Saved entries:
▬▬▬▬▬▬

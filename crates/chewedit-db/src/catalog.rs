// Copyright 2026 Phillip Cloud
// Licensed under the Apache License, Version 2.0

use anyhow::{Context, Result, anyhow};
use chewedit_app::{DictionaryCategory, DictionaryResource};
use std::env;
use std::fs;
use std::path::{Path, PathBuf};
use tracing::{debug, warn};

use crate::{DICTIONARY_EXTENSION, DictionaryFile, personal_info};

pub const PERSONAL_FILE: &str = "chewing.sqlite3";
pub const DROP_IN_DIR: &str = "drop-in";

const FALLBACK_SYSTEM_DIR: &str = "/usr/share/libchewing";

/// First entry of `CHEWING_PATH`, else the packaged dictionary directory.
pub fn default_system_dir() -> PathBuf {
    env::var_os("CHEWING_PATH")
        .and_then(|value| env::split_paths(&value).find(|path| !path.as_os_str().is_empty()))
        .unwrap_or_else(|| PathBuf::from(FALLBACK_SYSTEM_DIR))
}

pub fn default_user_dir() -> Result<PathBuf> {
    if let Some(override_dir) = env::var_os("CHEWEDIT_USER_DIR") {
        return Ok(PathBuf::from(override_dir));
    }
    let data_root = dirs::data_dir().ok_or_else(|| {
        anyhow!("cannot resolve data directory; set CHEWEDIT_USER_DIR to a writable directory")
    })?;
    Ok(data_root.join("chewing"))
}

/// Where dictionaries live: read-only system files, drop-in extensions under
/// the system directory, and the single personal dictionary.
#[derive(Debug, Clone, PartialEq, Eq)]
pub struct Catalog {
    system_dir: PathBuf,
    user_dir: PathBuf,
}

impl Catalog {
    pub fn new(system_dir: impl Into<PathBuf>, user_dir: impl Into<PathBuf>) -> Self {
        Self {
            system_dir: system_dir.into(),
            user_dir: user_dir.into(),
        }
    }

    pub fn system_dir(&self) -> &Path {
        &self.system_dir
    }

    pub fn user_dir(&self) -> &Path {
        &self.user_dir
    }

    pub fn drop_in_dir(&self) -> PathBuf {
        self.system_dir.join(DROP_IN_DIR)
    }

    pub fn personal_path(&self) -> PathBuf {
        self.user_dir.join(PERSONAL_FILE)
    }

    /// Opens the personal dictionary, creating an empty one on first use.
    pub fn ensure_personal(&self) -> Result<DictionaryFile> {
        DictionaryFile::create(&self.personal_path(), &personal_info())
            .context("open personal dictionary")
    }

    pub fn explore(&self) -> Result<Vec<DictionaryResource>> {
        let personal_path = self.personal_path();
        let mut resources = scan_dir(&self.system_dir, DictionaryCategory::System)?;
        resources.extend(scan_dir(&self.drop_in_dir(), DictionaryCategory::Extension)?);
        resources.retain(|resource| resource.path != personal_path);

        let personal = self.ensure_personal()?;
        let name = display_name(&personal, &personal_path);
        resources.push(DictionaryResource::new(
            DictionaryCategory::Personal,
            name,
            &personal_path,
        ));

        debug!(count = resources.len(), "explored dictionaries");
        Ok(resources)
    }

    /// Category of `path` as [`Catalog::explore`] would report it.
    pub fn categorize(&self, path: &Path) -> DictionaryCategory {
        if path == self.personal_path() {
            DictionaryCategory::Personal
        } else if path.parent() == Some(self.drop_in_dir().as_path()) {
            DictionaryCategory::Extension
        } else {
            DictionaryCategory::System
        }
    }
}

fn scan_dir(dir: &Path, category: DictionaryCategory) -> Result<Vec<DictionaryResource>> {
    if !dir.is_dir() {
        debug!(dir = %dir.display(), "dictionary directory missing, skipping");
        return Ok(Vec::new());
    }

    let mut paths = Vec::new();
    for entry in
        fs::read_dir(dir).with_context(|| format!("read dictionary dir {}", dir.display()))?
    {
        let path = entry?.path();
        let is_dictionary = path.is_file()
            && path
                .extension()
                .is_some_and(|ext| ext.eq_ignore_ascii_case(DICTIONARY_EXTENSION));
        if is_dictionary {
            paths.push(path);
        }
    }
    paths.sort();

    let mut resources = Vec::with_capacity(paths.len());
    for path in paths {
        match DictionaryFile::open_read_only(&path) {
            Ok(dictionary) => {
                let name = display_name(&dictionary, &path);
                resources.push(DictionaryResource::new(category, name, &path));
            }
            Err(error) => {
                warn!(path = %path.display(), error = %format!("{error:#}"), "skipping unreadable dictionary");
            }
        }
    }
    Ok(resources)
}

fn display_name(dictionary: &DictionaryFile, path: &Path) -> String {
    match dictionary.info() {
        Ok(info) if !info.name.trim().is_empty() => info.name,
        _ => path
            .file_stem()
            .map(|stem| stem.to_string_lossy().into_owned())
            .unwrap_or_else(|| path.display().to_string()),
    }
}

▬▬▬▬▬▬

Your objective: Repeat all entries. Match them exactly.

Output for this exercise:
filename crates/chewedit-db/src/catalog.rs
// Copyright 2026 Phillip Cloud
// Licensed under the Apache License, Version 2.0

use anyhow::{Context, Result, anyhow};
use chewedit_app::{DictionaryCategory, DictionaryResource};
use std::env;
use std::fs;
use std::path::{Path, PathBuf};
use tracing::{debug, warn};

use crate::{DICTIONARY_EXTENSION, DictionaryFile, personal_info};

pub const PERSONAL_FILE: &str = "chewing.sqlite3";
pub const DROP_IN_DIR: &str = "drop-in";

const FALLBACK_SYSTEM_DIR: &str = "/usr/share/libchewing";

/// First entry of `CHEWING_PATH`, else the packaged dictionary directory.
pub fn default_system_dir() -> PathBuf {
    env::var_os("CHEWING_PATH")
        .and_then(|value| env::split_paths(&value).find(|path| !path.as_os_str().is_empty()))
        .unwrap_or_else(|| PathBuf::from(FALLBACK_SYSTEM_DIR))
}

pub fn default_user_dir() -> Result<PathBuf> {
    if let Some(override_dir) = env::var_os("CHEWEDIT_USER_DIR") {
        return Ok(PathBuf::from(override_dir));
    }
    let data_root = dirs::data_dir().ok_or_else(|| {
        anyhow!("cannot resolve data directory; set CHEWEDIT_USER_DIR to a writable directory")
    })?;
    Ok(data_root.join("chewing"))
}

/// Where dictionaries live: read-only system files, drop-in extensions under
/// the system directory, and the single personal dictionary.
#[derive(Debug, Clone, PartialEq, Eq)]
pub struct Catalog {
    system_dir: PathBuf,
    user_dir: PathBuf,
}

impl Catalog {
    pub fn new(system_dir: impl Into<PathBuf>, user_dir: impl Into<PathBuf>) -> Self {
        Self {
            system_dir: system_dir.into(),
            user_dir: user_dir.into(),
        }
    }

    pub fn system_dir(&self) -> &Path {
        &self.system_dir
    }

    pub fn user_dir(&self) -> &Path {
        &self.user_dir
    }

    pub fn drop_in_dir(&self) -> PathBuf {
        self.system_dir.join(DROP_IN_DIR)
    }

    pub fn personal_path(&self) -> PathBuf {
        self.user_dir.join(PERSONAL_FILE)
    }

    /// Opens the personal dictionary, creating an empty one on first use.
    pub fn ensure_personal(&self) -> Result<DictionaryFile> {
        DictionaryFile::create(&self.personal_path(), &personal_info())
            .context("open personal dictionary")
    }

    pub fn explore(&self) -> Result<Vec<DictionaryResource>> {
        let personal_path = self.personal_path();
        let mut resources = scan_dir(&self.system_dir, DictionaryCategory::System)?;
        resources.extend(scan_dir(&self.drop_in_dir(), DictionaryCategory::Extension)?);
        resources.retain(|resource| resource.path != personal_path);

        let personal = self.ensure_personal()?;
        let name = display_name(&personal, &personal_path);
        resources.push(DictionaryResource::new(
            DictionaryCategory::Personal,
            name,
            &personal_path,
        ));

        debug!(count = resources.len(), "explored dictionaries");
        Ok(resources)
    }

    /// Category of `path` as [`Catalog::explore`] would report it.
    pub fn categorize(&self, path: &Path) -> DictionaryCategory {
        if path == self.personal_path() {
            DictionaryCategory::Personal
        } else if path.parent() == Some(self.drop_in_dir().as_path()) {
            DictionaryCategory::Extension
        } else {
            DictionaryCategory::System
        }
    }
}

fn scan_dir(dir: &Path, category: DictionaryCategory) -> Result<Vec<DictionaryResource>> {
    if !dir.is_dir() {
        debug!(dir = %dir.display(), "dictionary directory missing, skipping");
        return Ok(Vec::new());
    }

    let mut paths = Vec::new();
    for entry in
        fs::read_dir(dir).with_context(|| format!("read dictionary dir {}", dir.display()))?
    {
        let path = entry?.path();
        let is_dictionary = path.is_file()
            && path
                .extension()
                .is_some_and(|ext| ext.eq_ignore_ascii_case(DICTIONARY_EXTENSION));
        if is_dictionary {
            paths.push(path);
        }
    }
    paths.sort();

    let mut resources = Vec::with_capacity(paths.len());
    for path in paths {
        match DictionaryFile::open_read_only(&path) {
            Ok(dictionary) => {
                let name = display_name(&dictionary, &path);
                resources.push(DictionaryResource::new(category, name, &path));
            }
            Err(error) => {
                warn!(path = %path.display(), error = %format!("{error:#}"), "skipping unreadable dictionary");
            }
        }
    }
    Ok(resources)
}

fn display_name(dictionary: &DictionaryFile, path: &Path) -> String {
    match dictionary.info() {
        Ok(info) if !info.name.trim().is_empty() => info.name,
        _ => path
            .file_stem()
            .map(|stem| stem.to_string_lossy().into_owned())
            .unwrap_or_else(|| path.display().to_string()),
    }
}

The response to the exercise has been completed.